As both O- and K- vaccines are under development, we will use our novel bioconjugate vaccines in murine
protection experiments to determine the relative effectiveness of O-antigen or K-antigen bioconjugates against
classical and hypervirulent Kp isolates. Further, we will challenge O-immunized mice with strains of closely
related O-antigen structural subtypes that have not been included to date in vaccine formulations being
developed commercially. Potential masking of O-antigen by capsule will be determined through mouse serum
IgG ELISAs. Serum bactericidal assays (SBAs) and opsonophagocytic killing assays (OPKAs) will be developed
and correlated with murine protection. Further, with bacterial mutants, complemented strains, and capsule
inhibitors, we will determine the specificity of Kp O-antibody inhibition by capsule, utilizing multiple techniques
including biolayer interferometry, immunofluorescence microscopy, and transmission immunoelectron
microscopy.
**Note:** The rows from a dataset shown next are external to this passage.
// SPDX-License-Identifier: (MIT OR Apache-2.0)
//! Builtin functions.
//!
//! Builtins are pure apart from `print`, whose text is handed back to the
//! interpreter for capture. None of them touch the clock, the filesystem or
//! randomness, so examples stay reproducible.

use std::cmp::Ordering;

use docval_ast::expr::BinOp;

use crate::interp::operators::compare;
use crate::interp::RuntimeError;
use crate::value::{format_float, Value};

/// Longest list `range` will build.
const MAX_RANGE_LEN: i64 = 10_000_000;

#[derive(Debug, Clone, Copy, PartialEq, Eq)]
pub enum Builtin {
    Print,
    Len,
    Str,
    Repr,
    Int,
    Float,
    Type,
    Range,
    Push,
    Upper,
    Lower,
    Join,
    Abs,
    Min,
    Max,
}

impl Builtin {
    pub fn from_name(name: &str) -> Option<Self> {
        Some(match name {
            "print" => Builtin::Print,
            "len" => Builtin::Len,
            "str" => Builtin::Str,
            "repr" => Builtin::Repr,
            "int" => Builtin::Int,
            "float" => Builtin::Float,
            "type" => Builtin::Type,
            "range" => Builtin::Range,
            "push" => Builtin::Push,
            "upper" => Builtin::Upper,
            "lower" => Builtin::Lower,
            "join" => Builtin::Join,
            "abs" => Builtin::Abs,
            "min" => Builtin::Min,
            "max" => Builtin::Max,
            _ => return None,
        })
    }

    pub fn name(self) -> &'static str {
        match self {
            Builtin::Print => "print",
            Builtin::Len => "len",
            Builtin::Str => "str",
            Builtin::Repr => "repr",
            Builtin::Int => "int",
            Builtin::Float => "float",
            Builtin::Type => "type",
            Builtin::Range => "range",
            Builtin::Push => "push",
            Builtin::Upper => "upper",
            Builtin::Lower => "lower",
            Builtin::Join => "join",
            Builtin::Abs => "abs",
            Builtin::Min => "min",
            Builtin::Max => "max",
        }
    }
}

/// What a builtin call produced.
pub struct BuiltinResult {
    pub value: Value,
    /// Text written by `print`.
    pub printed: Option<String>,
}

impl From<Value> for BuiltinResult {
    fn from(value: Value) -> Self {
        Self { value, printed: None }
    }
}

pub fn call(builtin: Builtin, args: Vec<Value>) -> Result<BuiltinResult, RuntimeError> {
    let name = builtin.name();
    let value = match builtin {
        Builtin::Print => {
            let line = args.iter().map(|v| v.to_string()).collect::<Vec<_>>().join(" ");
            return Ok(BuiltinResult { value: Value::Nil, printed: Some(line + "\n") });
        }
        Builtin::Len => match one_arg(name, args)? {
            Value::Str(s) => Value::Int(s.chars().count() as i64),
            Value::List(items) => Value::Int(items.len() as i64),
            other => return Err(arg_type(name, &other)),
        },
        Builtin::Str => Value::Str(one_arg(name, args)?.to_string()),
        Builtin::Repr => Value::Str(one_arg(name, args)?.repr()),
        Builtin::Type => Value::Str(one_arg(name, args)?.type_name().to_string()),
        Builtin::Int => to_int(one_arg(name, args)?)?,
        Builtin::Float => to_float(one_arg(name, args)?)?,
        Builtin::Range => range(args)?,
        Builtin::Push => {
            let [list, item] = n_args::<2>(name, args)?;
            match list {
                Value::List(mut items) => {
                    items.push(item);
                    Value::List(items)
                }
                other => return Err(arg_type(name, &other)),
            }
        }
        Builtin::Upper => match one_arg(name, args)? {
            Value::Str(s) => Value::Str(s.to_uppercase()),
            other => return Err(arg_type(name, &other)),
        },
        Builtin::Lower => match one_arg(name, args)? {
            Value::Str(s) => Value::Str(s.to_lowercase()),
            other => return Err(arg_type(name, &other)),
        },
        Builtin::Join => {
            let [list, sep] = n_args::<2>(name, args)?;
            match (list, sep) {
                (Value::List(items), Value::Str(sep)) => {
                    Value::Str(items.iter().map(|v| v.to_string()).collect::<Vec<_>>().join(sep.as_str()))
                }
                (Value::List(_), other) | (other, _) => return Err(arg_type(name, &other)),
            }
        }
        Builtin::Abs => match one_arg(name, args)? {
            Value::Int(n) => n.checked_abs().map(Value::Int).ok_or(RuntimeError::Overflow)?,
            Value::Float(f) => Value::Float(f.abs()),
            other => return Err(arg_type(name, &other)),
        },
        Builtin::Min => extreme(name, args, Ordering::Less)?,
        Builtin::Max => extreme(name, args, Ordering::Greater)?,
    };
    Ok(value.into())
}

fn arity(name: &str, expected: &str, got: usize) -> RuntimeError {
    RuntimeError::type_error(format!("{}() takes {} but {} were given", name, expected, got))
}

fn arg_type(name: &str, value: &Value) -> RuntimeError {
    RuntimeError::type_error(format!("{}() does not accept '{}'", name, value.type_name()))
}

fn one_arg(name: &str, args: Vec<Value>) -> Result<Value, RuntimeError> {
    let [value] = n_args::<1>(name, args)?;
    Ok(value)
}

fn n_args<const N: usize>(name: &str, args: Vec<Value>) -> Result<[Value; N], RuntimeError> {
    let got = args.len();
    args.try_into().map_err(|_| {
        let expected = if N == 1 { "1 argument".to_string() } else { format!("{} arguments", N) };
        arity(name, &expected, got)
    })
}

fn to_int(value: Value) -> Result<Value, RuntimeError> {
    match value {
        Value::Int(n) => Ok(Value::Int(n)),
        Value::Bool(b) => Ok(Value::Int(b as i64)),
        Value::Float(f) => {
            if !f.is_finite() || f.abs() >= 9.2e18 {
                return Err(RuntimeError::ValueError(format!("cannot convert float {} to int", format_float(f))));
            }
            Ok(Value::Int(f.trunc() as i64))
        }
        Value::Str(s) => s
            .trim()
            .parse::<i64>()
            .map(Value::Int)
            .map_err(|_| RuntimeError::ValueError(format!("invalid literal for int(): {}", Value::Str(s.clone()).repr()))),
        other => Err(arg_type("int", &other)),
    }
}

fn to_float(value: Value) -> Result<Value, RuntimeError> {
    match value {
        Value::Int(n) => Ok(Value::Float(n as f64)),
        Value::Float(f) => Ok(Value::Float(f)),
        Value::Str(s) => s
            .trim()
            .parse::<f64>()
            .map(Value::Float)
            .map_err(|_| RuntimeError::ValueError(format!("could not convert string to float: {}", Value::Str(s.clone()).repr()))),
        other => Err(arg_type("float", &other)),
    }
}

fn range(args: Vec<Value>) -> Result<Value, RuntimeError> {
    let (start, end) = match args.as_slice() {
        [Value::Int(end)] => (0, *end),
        [Value::Int(start), Value::Int(end)] => (*start, *end),
        [_] | [_, _] => return Err(RuntimeError::type_error("range() arguments must be int")),
        _ => return Err(arity("range", "1 or 2 arguments", args.len())),
    };
    if end.saturating_sub(start) > MAX_RANGE_LEN {
        return Err(RuntimeError::ValueError("range is too large".to_string()));
    }
    Ok(Value::List((start..end).map(Value::Int).collect()))
}

/// `min`/`max` over either one list argument or several arguments.
fn extreme(name: &str, args: Vec<Value>, want: Ordering) -> Result<Value, RuntimeError> {
    let items = match args.len() {
        0 => return Err(arity(name, "at least 1 argument", 0)),
        1 => match args.into_iter().next() {
            Some(Value::List(items)) => items,
            Some(other) => return Err(arg_type(name, &other)),
            None => Vec::new(),
        },
        _ => args,
    };

    let mut iter = items.into_iter();
    let Some(mut best) = iter.next() else {
        return Err(RuntimeError::ValueError(format!("{}() arg is an empty list", name)));
    };
    for item in iter {
        if compare(BinOp::Lt, &item, &best)? == want {
            best = item;
        }
    }
    Ok(best)
}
Finally, we will perform a first-ever longitudinal study of human patients with Kp infection, analyzing
their sera for antibodies specific to Kp polysaccharides and their functional activity against the inciting Kp strain.
At the conclusion of these studies, the relative efficacy of both K- and O-type bioconjugate vaccines will be
determined, cross-protection among O-antigen subtypes will be resolved, correlates of protective immunity will
be established, and mechanisms of O-antigen masking will b...

## Key facts

- **NIH application ID:** 10914896
- **Project number:** 5R01AI175038-02
- **Recipient organization:** WASHINGTON UNIVERSITY
- **Principal Investigator:** David A. Rosen
- **Activity code:** R01 (R01, R21, SBIR, etc.)
- **Funding institute:** NIH
- **Fiscal year:** 2024
- **Award amount:** $700,557
- **Award type:** 5
- **Project period:** 2023-09-01 → 2025-08-31

## Primary source

NIH RePORTER: https://reporter.nih.gov/project-details/10914896

## Citation

> US National Institutes of Health, RePORTER application 10914896, Protective immunity elicited by distinct polysaccharide antigens of classical and hypervirulent Klebsiella (5R01AI175038-02). Retrieved via AI Analytics 2026-05-24 from https://api.ai-analytics.org/grant/nih/10914896. Licensed CC0.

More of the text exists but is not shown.